I held off as long as the segment was buried in a full-length episode. But I'll mention now that Accidental Deliberations was highlighted as Bill Tieleman's Site of the Week on Friday's edition of Power & Politics - so readers may be interested to check out the Bloggerheads segment which is now available on its own.

Still irresponsible

As part of last week's developments on the Afghan detainee cover-up, the Cons have started using two new excuses for refusing to turn over the information demanded by Parliament. So while I'll note in another post today why it's pointless to spend much time answering the Cons' deflection tactics, I'll take a moment for now to note why neither the Canada Evidence Act nor the Privacy Act actually gives the Cons any excuse for continuing to hide the information.

Simply put, both of the statutes involved - like the Access to Information Act which I discussed earlier - create express ministerial responsibility for the decisions made surrounding information. Which means that anytime the Cons effectively claim that decisions about disclosing the information aren't theirs to make, they're hiding from their own job descriptions just as plainly as they're hiding the information from the public.

In the case of the Privacy Act, it's the head of a government department (i.e. the responsible minister) who's required by law to assess whether requested information should be disclosed - including under a public interest exemption (see section 8(1)(m)). Which means that any time a Con minister claims that the Privacy Act somehow ties his hands, he's deliberately abdicating his statutory responsibility.

In the case of the Canada Evidence Act, it's at best questionable whether the section relied on by the Cons even applies to the treatment of information generally as opposed to its handling within a specific judicial proceeding. But it's absolutely clear that any decision to certify information as "sensitive" or "potentially injurious" must be made by the Attorney General rather than by some group of anonymous staffers - and that the Attorney General also has explicit authority to allow information to be disclosed even if it meets those definitions.

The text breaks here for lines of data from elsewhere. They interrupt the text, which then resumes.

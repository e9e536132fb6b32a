extern crate collocations;

use collocations::collocations::{AssociationMeasure, BigramCollocationFinder, WordFilter};
use collocations::corpus::Corpus;
use collocations::errors::Error;
use collocations::util::test::RESOURCE_DOCUMENTS;

fn resource_corpus() -> Corpus { Corpus::new("tests/resources".to_string()) }

fn bigram(first: &str, second: &str) -> (String, String) { (first.to_string(), second.to_string()) }

#[test]
fn can_list_fileids() {
  let fileids = resource_corpus().fileids().unwrap();
  assert_eq!(fileids, *RESOURCE_DOCUMENTS);
  assert_eq!(fileids, vec!["firefox.txt", "overheard.txt", "wine.txt"]);
}

#[test]
fn can_select_other_extensions() {
  let corpus = Corpus {
    extension: Some(".md".to_string()),
    ..resource_corpus()
  };
  assert_eq!(corpus.fileids().unwrap(), vec!["README.md"]);
}

#[test]
fn can_load_file_words() {
  let words = resource_corpus().file_words("firefox.txt").unwrap();
  assert_eq!(&words[..4], &["cookie", "manager", ":", "\""]);
  assert!(words.iter().all(|word| *word == word.to_lowercase()));
}

#[test]
fn can_iterate_corpus_words() {
  let corpus = resource_corpus();
  let words = corpus.words().unwrap();
  let mut expected = Vec::new();
  for fileid in corpus.fileids().unwrap() {
    expected.extend(corpus.file_words(&fileid).unwrap());
  }
  assert_eq!(words, expected, "corpus words keep the file order");
  assert!(
    words.len() > 200,
    "expected more than 200 words, found {}",
    words.len()
  );
}

#[test]
fn missing_corpus_is_an_io_error() {
  let corpus = Corpus::new("tests/no-such-corpus".to_string());
  match corpus.fileids() {
    Err(Error::Io(_)) => {},
    other => panic!("expected an IO error, got {:?}", other),
  }
  assert!(corpus.words().is_err());
}

#[test]
fn can_rank_corpus_collocations() {
  let words = resource_corpus().words().unwrap();
  let mut finder = BigramCollocationFinder::from_words(&words);
  let filter = WordFilter::english();
  finder.apply_word_filter(|word| filter.excludes(word));

  assert_eq!(
    finder.nbest(AssociationMeasure::RawFreq, 4),
    vec![
      bigram("bookmarks", "toolbar"),
      bigram("ice", "cream"),
      bigram("new", "york"),
      bigram("red", "fruit"),
    ]
  );
  assert_eq!(
    finder.nbest(AssociationMeasure::LikelihoodRatio, 4),
    vec![
      bigram("bookmarks", "toolbar"),
      bigram("ice", "cream"),
      bigram("red", "fruit"),
      bigram("new", "york"),
    ]
  );
  // "new" also opens "new browser window", so its pair is less surprising
  assert_eq!(finder.unigram_frequency("new"), 4);
  assert_eq!(finder.bigram_frequency("new", "york"), 3);
}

So while the excuse has changed slightly, the story remains the same. As part of their cover-up on torture, Con cabinet ministers are both misleading the public about what their duties actually are, and falsely claiming that there's some legal reason why they can't release information about detainee treatment when they hold specific power to make that information public. And no matter how much (or how little) significance there is to what the Cons are keeping hidden, the fact that they're so eager to mislead Canadians about how and why they're hiding it should itself provide reason to consider the Cons unfit for public office.